Given entries:
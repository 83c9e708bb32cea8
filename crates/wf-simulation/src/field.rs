use crate::weed::{Rgb, Weed, WeedId};

/// The append-only collection of every weed spawned in a run, together with
/// the id counter.
///
/// Weeds are never removed, including those that have drifted past the field
/// edge, so memory grows with the number of ticks for as long as the run
/// lasts.
#[derive(Debug, Clone)]
pub struct WeedField {
    weeds: Vec<Weed>,
    next_id: u64,
}

impl Default for WeedField {
    fn default() -> Self {
        Self::new()
    }
}

impl WeedField {
    /// Create an empty field whose first weed will get id 1.
    pub fn new() -> Self {
        Self {
            weeds: Vec::new(),
            next_id: 1,
        }
    }

    /// Create a weed at `x = 0`, `y = y0` with the next id and append it.
    pub fn spawn(&mut self, y0: f64, speed: f64, angle: f64, color: Option<Rgb>) -> WeedId {
        let id = WeedId(self.next_id);
        self.next_id += 1;
        self.weeds.push(Weed::new(id, y0, speed, angle, color));
        id
    }

    /// Look up a weed by id.
    pub fn get(&self, id: WeedId) -> Option<&Weed> {
        // Ids are dense and start at 1, so the id doubles as an index.
        let index = usize::try_from(id.0.checked_sub(1)?).ok()?;
        self.weeds.get(index)
    }

    /// Iterate over all weeds in spawn (and therefore id) order.
    pub fn iter(&self) -> std::slice::Iter<'_, Weed> {
        self.weeds.iter()
    }

    pub(crate) fn iter_mut(&mut self) -> std::slice::IterMut<'_, Weed> {
        self.weeds.iter_mut()
    }

    /// All weeds as a slice, in id order.
    pub fn as_slice(&self) -> &[Weed] {
        &self.weeds
    }

    /// The id the next spawned weed will receive.
    pub fn next_id(&self) -> WeedId {
        WeedId(self.next_id)
    }

    /// Number of weeds spawned so far.
    pub fn len(&self) -> usize {
        self.weeds.len()
    }

    /// Return `true` if nothing has spawned yet.
    pub fn is_empty(&self) -> bool {
        self.weeds.is_empty()
    }

    /// Count weeds whose position lies inside `[0, width) x [0, height)`.
    pub fn count_within(&self, width: f64, height: f64) -> usize {
        self.weeds
            .iter()
            .filter(|w| {
                let p = w.position();
                (0.0..width).contains(&p.x) && (0.0..height).contains(&p.y)
            })
            .count()
    }
}

impl<'a> IntoIterator for &'a WeedField {
    type Item = &'a Weed;
    type IntoIter = std::slice::Iter<'a, Weed>;

    fn into_iter(self) -> Self::IntoIter {
        self.iter()
    }
}

#[cfg(test)]
mod tests {
    use super::*;
    use proptest::prelude::*;

    #[test]
    fn ids_start_at_one() {
        let mut field = WeedField::new();
        assert_eq!(field.next_id(), WeedId(1));
        let id = field.spawn(1.0, 0.2, 10.0, None);
        assert_eq!(id, WeedId(1));
        assert_eq!(field.next_id(), WeedId(2));
    }

    #[test]
    fn get_by_id() {
        let mut field = WeedField::new();
        field.spawn(1.0, 0.2, 10.0, None);
        field.spawn(2.0, 0.2, 10.0, Some(Rgb(1, 2, 3)));
        let w = field.get(WeedId(2)).unwrap();
        assert_eq!(w.position().y, 2.0);
        assert_eq!(w.color(), Some(Rgb(1, 2, 3)));
        assert!(field.get(WeedId(0)).is_none());
        assert!(field.get(WeedId(3)).is_none());
    }

    #[test]
    fn count_within_excludes_outside_weeds() {
        let mut field = WeedField::new();
        field.spawn(1.0, 0.2, 10.0, None);
        field.spawn(-0.5, 0.2, 10.0, None);
        field.spawn(5.0, 0.2, 10.0, None);
        assert_eq!(field.count_within(5.0, 5.0), 1);
    }

    proptest! {
        #[test]
        fn spawned_ids_are_dense_and_increasing(ys in proptest::collection::vec(0.0f64..5.0, 0..64)) {
            let mut field = WeedField::new();
            for y in &ys {
                field.spawn(*y, 0.2, 10.0, None);
            }
            prop_assert_eq!(field.len(), ys.len());
            for (i, weed) in field.iter().enumerate() {
                prop_assert_eq!(weed.id(), WeedId(i as u64 + 1));
                prop_assert_eq!(weed.position().x, 0.0);
            }
        }
    }
}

What you are asked to do: So that nothing is lost, transcribe each entry exactly as written.

Output below:
repository 83c9e708bb32cea8
filename crates/wf-simulation/src/field.rs
use crate::weed::{Rgb, Weed, WeedId};

/// The append-only collection of every weed spawned in a run, together with
/// the id counter.
///
/// Weeds are never removed, including those that have drifted past the field
/// edge, so memory grows with the number of ticks for as long as the run
/// lasts.
#[derive(Debug, Clone)]
pub struct WeedField {
    weeds: Vec<Weed>,
    next_id: u64,
}

impl Default for WeedField {
    fn default() -> Self {
        Self::new()
    }
}

impl WeedField {
    /// Create an empty field whose first weed will get id 1.
    pub fn new() -> Self {
        Self {
            weeds: Vec::new(),
            next_id: 1,
        }
    }

    /// Create a weed at `x = 0`, `y = y0` with the next id and append it.
    pub fn spawn(&mut self, y0: f64, speed: f64, angle: f64, color: Option<Rgb>) -> WeedId {
        let id = WeedId(self.next_id);
        self.next_id += 1;
        self.weeds.push(Weed::new(id, y0, speed, angle, color));
        id
    }

    /// Look up a weed by id.
    pub fn get(&self, id: WeedId) -> Option<&Weed> {
        // Ids are dense and start at 1, so the id doubles as an index.
        let index = usize::try_from(id.0.checked_sub(1)?).ok()?;
        self.weeds.get(index)
    }

    /// Iterate over all weeds in spawn (and therefore id) order.
    pub fn iter(&self) -> std::slice::Iter<'_, Weed> {
        self.weeds.iter()
    }

    pub(crate) fn iter_mut(&mut self) -> std::slice::IterMut<'_, Weed> {
        self.weeds.iter_mut()
    }

    /// All weeds as a slice, in id order.
    pub fn as_slice(&self) -> &[Weed] {
        &self.weeds
    }

    /// The id the next spawned weed will receive.
    pub fn next_id(&self) -> WeedId {
        WeedId(self.next_id)
    }

    /// Number of weeds spawned so far.
    pub fn len(&self) -> usize {
        self.weeds.len()
    }

    /// Return `true` if nothing has spawned yet.
    pub fn is_empty(&self) -> bool {
        self.weeds.is_empty()
    }

    /// Count weeds whose position lies inside `[0, width) x [0, height)`.
    pub fn count_within(&self, width: f64, height: f64) -> usize {
        self.weeds
            .iter()
            .filter(|w| {
                let p = w.position();
                (0.0..width).contains(&p.x) && (0.0..height).contains(&p.y)
            })
            .count()
    }
}

impl<'a> IntoIterator for &'a WeedField {
    type Item = &'a Weed;
    type IntoIter = std::slice::Iter<'a, Weed>;

    fn into_iter(self) -> Self::IntoIter {
        self.iter()
    }
}

#[cfg(test)]
mod tests {
    use super::*;
    use proptest::prelude::*;

    #[test]
    fn ids_start_at_one() {
        let mut field = WeedField::new();
        assert_eq!(field.next_id(), WeedId(1));
        let id = field.spawn(1.0, 0.2, 10.0, None);
        assert_eq!(id, WeedId(1));
        assert_eq!(field.next_id(), WeedId(2));
    }

    #[test]
    fn get_by_id() {
        let mut field = WeedField::new();
        field.spawn(1.0, 0.2, 10.0, None);
        field.spawn(2.0, 0.2, 10.0, Some(Rgb(1, 2, 3)));
        let w = field.get(WeedId(2)).unwrap();
        assert_eq!(w.position().y, 2.0);
        assert_eq!(w.color(), Some(Rgb(1, 2, 3)));
        assert!(field.get(WeedId(0)).is_none());
        assert!(field.get(WeedId(3)).is_none());
    }

    #[test]
    fn count_within_excludes_outside_weeds() {
        let mut field = WeedField::new();
        field.spawn(1.0, 0.2, 10.0, None);
        field.spawn(-0.5, 0.2, 10.0, None);
        field.spawn(5.0, 0.2, 10.0, None);
        assert_eq!(field.count_within(5.0, 5.0), 1);
    }

    proptest! {
        #[test]
        fn spawned_ids_are_dense_and_increasing(ys in proptest::collection::vec(0.0f64..5.0, 0..64)) {
            let mut field = WeedField::new();
            for y in &ys {
                field.spawn(*y, 0.2, 10.0, None);
            }
            prop_assert_eq!(field.len(), ys.len());
            for (i, weed) in field.iter().enumerate() {
                prop_assert_eq!(weed.id(), WeedId(i as u64 + 1));
                prop_assert_eq!(weed.position().x, 0.0);
            }
        }
    }
}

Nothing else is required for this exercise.